◆ **TRY IT**
Keyword search on "LoginRequest": report each line of the records that contains it.

(Data entries)

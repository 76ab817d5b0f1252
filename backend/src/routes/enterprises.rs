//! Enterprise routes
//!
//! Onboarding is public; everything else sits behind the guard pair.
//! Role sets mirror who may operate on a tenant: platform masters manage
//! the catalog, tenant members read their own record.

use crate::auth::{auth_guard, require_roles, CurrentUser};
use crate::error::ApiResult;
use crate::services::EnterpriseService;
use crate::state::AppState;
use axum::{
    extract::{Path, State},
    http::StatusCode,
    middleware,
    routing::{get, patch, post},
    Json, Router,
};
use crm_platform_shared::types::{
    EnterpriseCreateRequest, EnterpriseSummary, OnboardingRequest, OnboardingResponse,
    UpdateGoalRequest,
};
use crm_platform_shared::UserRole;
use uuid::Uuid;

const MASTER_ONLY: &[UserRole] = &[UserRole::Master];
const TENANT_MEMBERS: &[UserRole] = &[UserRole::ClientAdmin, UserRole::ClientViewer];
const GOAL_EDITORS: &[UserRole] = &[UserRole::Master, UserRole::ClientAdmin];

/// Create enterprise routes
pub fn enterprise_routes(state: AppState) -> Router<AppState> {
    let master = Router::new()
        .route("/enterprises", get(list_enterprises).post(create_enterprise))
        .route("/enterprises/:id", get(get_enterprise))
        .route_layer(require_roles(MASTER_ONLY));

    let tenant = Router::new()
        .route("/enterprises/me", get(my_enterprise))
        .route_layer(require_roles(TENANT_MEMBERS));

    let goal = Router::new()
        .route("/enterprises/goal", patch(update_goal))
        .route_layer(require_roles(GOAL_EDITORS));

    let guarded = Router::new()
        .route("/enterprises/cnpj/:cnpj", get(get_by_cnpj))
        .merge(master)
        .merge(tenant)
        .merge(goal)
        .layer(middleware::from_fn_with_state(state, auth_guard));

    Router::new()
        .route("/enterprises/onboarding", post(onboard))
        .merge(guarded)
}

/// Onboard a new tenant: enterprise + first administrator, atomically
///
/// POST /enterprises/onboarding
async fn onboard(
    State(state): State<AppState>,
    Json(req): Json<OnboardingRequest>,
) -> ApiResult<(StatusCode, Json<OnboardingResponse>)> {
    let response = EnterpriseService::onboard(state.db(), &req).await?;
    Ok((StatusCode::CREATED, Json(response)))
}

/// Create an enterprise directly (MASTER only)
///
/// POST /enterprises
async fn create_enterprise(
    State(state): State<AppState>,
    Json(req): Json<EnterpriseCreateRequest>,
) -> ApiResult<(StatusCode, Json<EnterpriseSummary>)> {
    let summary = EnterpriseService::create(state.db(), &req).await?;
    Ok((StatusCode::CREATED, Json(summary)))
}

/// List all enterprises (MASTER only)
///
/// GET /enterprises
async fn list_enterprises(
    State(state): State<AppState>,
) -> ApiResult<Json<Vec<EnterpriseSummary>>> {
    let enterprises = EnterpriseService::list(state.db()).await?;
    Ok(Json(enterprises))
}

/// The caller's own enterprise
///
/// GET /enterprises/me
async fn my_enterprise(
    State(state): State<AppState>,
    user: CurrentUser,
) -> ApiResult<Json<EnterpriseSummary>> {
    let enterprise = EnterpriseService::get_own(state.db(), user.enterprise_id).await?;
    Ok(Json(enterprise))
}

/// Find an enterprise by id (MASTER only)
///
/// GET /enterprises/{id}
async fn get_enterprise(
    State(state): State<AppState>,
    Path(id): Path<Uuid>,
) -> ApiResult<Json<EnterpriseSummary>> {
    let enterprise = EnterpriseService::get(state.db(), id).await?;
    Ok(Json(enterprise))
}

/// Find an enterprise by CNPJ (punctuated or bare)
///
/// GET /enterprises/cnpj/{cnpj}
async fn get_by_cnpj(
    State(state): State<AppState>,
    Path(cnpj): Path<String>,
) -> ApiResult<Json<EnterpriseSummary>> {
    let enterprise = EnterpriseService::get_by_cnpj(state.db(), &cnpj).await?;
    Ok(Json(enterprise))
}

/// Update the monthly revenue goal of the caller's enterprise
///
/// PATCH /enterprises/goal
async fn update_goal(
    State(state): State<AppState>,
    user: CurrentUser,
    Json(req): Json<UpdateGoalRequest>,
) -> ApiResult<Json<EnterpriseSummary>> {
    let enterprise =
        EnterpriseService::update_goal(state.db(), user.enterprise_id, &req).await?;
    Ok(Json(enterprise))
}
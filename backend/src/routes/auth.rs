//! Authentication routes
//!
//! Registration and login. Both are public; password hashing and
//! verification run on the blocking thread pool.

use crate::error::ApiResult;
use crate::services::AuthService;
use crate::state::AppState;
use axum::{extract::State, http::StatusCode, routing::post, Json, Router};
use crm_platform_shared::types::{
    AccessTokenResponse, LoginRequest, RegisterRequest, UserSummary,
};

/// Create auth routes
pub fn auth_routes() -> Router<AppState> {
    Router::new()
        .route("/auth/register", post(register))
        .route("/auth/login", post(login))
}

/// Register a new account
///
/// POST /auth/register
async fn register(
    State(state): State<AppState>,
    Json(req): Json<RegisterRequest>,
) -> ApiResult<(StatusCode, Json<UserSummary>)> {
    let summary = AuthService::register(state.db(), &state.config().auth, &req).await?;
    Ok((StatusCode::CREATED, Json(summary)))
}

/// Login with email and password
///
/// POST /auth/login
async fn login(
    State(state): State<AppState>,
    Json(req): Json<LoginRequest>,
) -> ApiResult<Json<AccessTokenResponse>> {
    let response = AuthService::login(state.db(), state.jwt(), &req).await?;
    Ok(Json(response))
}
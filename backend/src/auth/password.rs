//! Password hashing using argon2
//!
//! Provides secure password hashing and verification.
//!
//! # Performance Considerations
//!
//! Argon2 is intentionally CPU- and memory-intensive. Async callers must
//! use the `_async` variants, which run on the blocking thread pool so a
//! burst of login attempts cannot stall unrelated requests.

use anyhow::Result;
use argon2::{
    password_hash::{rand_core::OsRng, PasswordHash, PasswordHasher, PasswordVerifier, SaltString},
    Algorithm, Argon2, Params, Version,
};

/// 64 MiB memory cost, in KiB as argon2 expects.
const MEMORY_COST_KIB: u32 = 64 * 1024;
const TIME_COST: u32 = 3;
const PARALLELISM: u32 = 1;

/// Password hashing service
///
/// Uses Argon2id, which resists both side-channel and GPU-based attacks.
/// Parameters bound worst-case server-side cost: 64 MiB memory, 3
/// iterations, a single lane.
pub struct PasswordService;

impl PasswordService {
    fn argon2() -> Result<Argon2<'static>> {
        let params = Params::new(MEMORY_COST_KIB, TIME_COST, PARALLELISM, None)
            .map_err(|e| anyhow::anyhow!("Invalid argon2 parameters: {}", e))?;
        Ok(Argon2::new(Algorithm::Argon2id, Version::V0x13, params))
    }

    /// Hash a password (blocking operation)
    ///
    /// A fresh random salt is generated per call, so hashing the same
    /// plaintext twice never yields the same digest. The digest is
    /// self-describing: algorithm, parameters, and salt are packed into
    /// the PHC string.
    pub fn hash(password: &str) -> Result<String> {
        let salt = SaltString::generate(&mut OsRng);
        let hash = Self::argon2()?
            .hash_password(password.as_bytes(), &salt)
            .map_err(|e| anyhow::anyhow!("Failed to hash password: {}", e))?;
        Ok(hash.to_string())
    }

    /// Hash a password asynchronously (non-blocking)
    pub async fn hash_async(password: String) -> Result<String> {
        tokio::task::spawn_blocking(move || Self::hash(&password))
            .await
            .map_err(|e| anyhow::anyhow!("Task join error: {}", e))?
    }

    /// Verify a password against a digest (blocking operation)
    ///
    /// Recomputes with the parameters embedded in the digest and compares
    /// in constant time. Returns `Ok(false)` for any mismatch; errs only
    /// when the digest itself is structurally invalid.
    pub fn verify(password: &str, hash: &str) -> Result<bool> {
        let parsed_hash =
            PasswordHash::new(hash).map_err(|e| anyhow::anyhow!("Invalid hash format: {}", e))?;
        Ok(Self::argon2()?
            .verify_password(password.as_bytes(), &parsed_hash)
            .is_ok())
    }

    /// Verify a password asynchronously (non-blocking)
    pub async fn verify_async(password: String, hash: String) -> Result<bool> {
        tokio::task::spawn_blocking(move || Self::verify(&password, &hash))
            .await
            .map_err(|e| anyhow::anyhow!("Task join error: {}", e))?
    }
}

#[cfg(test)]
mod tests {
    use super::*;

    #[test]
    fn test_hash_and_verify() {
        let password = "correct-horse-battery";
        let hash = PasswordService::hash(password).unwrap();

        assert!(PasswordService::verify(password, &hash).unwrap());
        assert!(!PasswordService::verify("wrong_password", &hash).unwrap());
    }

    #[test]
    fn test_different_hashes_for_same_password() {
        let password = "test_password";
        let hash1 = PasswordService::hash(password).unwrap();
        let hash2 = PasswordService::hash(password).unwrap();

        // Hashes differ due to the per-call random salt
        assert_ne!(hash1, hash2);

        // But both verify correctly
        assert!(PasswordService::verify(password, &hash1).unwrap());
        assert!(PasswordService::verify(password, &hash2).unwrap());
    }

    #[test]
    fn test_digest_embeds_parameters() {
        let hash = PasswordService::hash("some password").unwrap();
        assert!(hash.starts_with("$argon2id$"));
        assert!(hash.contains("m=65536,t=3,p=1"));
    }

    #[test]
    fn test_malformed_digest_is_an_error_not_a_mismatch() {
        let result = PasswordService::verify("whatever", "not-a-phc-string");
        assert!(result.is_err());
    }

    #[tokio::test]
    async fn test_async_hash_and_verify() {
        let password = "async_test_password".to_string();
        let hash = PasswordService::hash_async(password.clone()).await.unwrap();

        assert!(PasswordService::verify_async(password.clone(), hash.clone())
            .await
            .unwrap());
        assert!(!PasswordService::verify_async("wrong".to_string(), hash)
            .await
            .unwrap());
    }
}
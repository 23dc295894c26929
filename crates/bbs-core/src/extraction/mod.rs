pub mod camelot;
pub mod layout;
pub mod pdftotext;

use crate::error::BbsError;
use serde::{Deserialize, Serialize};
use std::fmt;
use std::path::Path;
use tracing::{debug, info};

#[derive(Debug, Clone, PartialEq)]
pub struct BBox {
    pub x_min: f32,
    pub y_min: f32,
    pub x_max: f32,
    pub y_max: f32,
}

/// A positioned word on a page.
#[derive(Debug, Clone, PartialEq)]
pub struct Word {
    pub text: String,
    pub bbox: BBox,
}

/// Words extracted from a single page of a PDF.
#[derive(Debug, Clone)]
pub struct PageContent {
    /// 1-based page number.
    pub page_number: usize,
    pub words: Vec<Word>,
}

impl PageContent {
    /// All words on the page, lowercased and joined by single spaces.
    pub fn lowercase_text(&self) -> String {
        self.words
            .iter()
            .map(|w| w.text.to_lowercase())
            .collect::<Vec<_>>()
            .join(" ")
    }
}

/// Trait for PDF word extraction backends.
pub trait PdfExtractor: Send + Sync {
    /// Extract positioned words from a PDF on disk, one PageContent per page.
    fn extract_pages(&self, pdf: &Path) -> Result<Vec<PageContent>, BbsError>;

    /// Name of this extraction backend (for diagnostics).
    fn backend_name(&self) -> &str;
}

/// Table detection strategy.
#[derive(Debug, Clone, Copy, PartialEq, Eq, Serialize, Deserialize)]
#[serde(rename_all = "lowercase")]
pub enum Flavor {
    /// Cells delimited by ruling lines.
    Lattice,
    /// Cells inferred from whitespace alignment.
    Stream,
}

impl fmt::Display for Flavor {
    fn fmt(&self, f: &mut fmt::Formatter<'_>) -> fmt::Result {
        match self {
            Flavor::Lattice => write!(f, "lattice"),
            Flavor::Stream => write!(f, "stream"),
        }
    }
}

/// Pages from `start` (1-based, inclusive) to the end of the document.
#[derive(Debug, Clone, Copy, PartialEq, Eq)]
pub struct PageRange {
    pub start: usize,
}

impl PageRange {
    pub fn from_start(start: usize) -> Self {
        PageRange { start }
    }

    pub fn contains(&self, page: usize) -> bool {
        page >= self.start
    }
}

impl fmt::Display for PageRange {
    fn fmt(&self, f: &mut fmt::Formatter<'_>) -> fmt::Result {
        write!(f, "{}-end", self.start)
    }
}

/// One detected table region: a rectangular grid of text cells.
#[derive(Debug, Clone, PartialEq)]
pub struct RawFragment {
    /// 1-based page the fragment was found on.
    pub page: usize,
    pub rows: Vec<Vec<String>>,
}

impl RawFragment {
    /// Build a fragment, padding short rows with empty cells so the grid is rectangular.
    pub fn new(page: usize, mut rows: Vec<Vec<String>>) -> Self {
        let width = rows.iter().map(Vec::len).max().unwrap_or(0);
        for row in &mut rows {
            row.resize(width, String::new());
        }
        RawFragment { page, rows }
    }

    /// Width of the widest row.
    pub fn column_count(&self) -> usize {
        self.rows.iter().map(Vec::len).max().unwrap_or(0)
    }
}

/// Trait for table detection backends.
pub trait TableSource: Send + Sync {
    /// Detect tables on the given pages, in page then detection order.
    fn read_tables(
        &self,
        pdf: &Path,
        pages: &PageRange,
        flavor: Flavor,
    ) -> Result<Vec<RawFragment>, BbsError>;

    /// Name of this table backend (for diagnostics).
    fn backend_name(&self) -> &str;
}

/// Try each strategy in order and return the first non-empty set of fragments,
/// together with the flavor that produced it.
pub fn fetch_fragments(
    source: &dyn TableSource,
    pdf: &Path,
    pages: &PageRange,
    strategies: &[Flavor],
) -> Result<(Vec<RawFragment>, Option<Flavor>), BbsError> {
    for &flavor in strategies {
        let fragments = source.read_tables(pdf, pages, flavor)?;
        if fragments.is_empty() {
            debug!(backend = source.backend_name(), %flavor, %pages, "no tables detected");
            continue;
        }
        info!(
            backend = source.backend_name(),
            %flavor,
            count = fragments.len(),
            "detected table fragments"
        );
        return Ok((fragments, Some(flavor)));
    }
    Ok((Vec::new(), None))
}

◆ **OUTPUT**
    AccessTokenResponse, LoginRequest, RegisterRequest, UserSummary,
    Json(req): Json<LoginRequest>,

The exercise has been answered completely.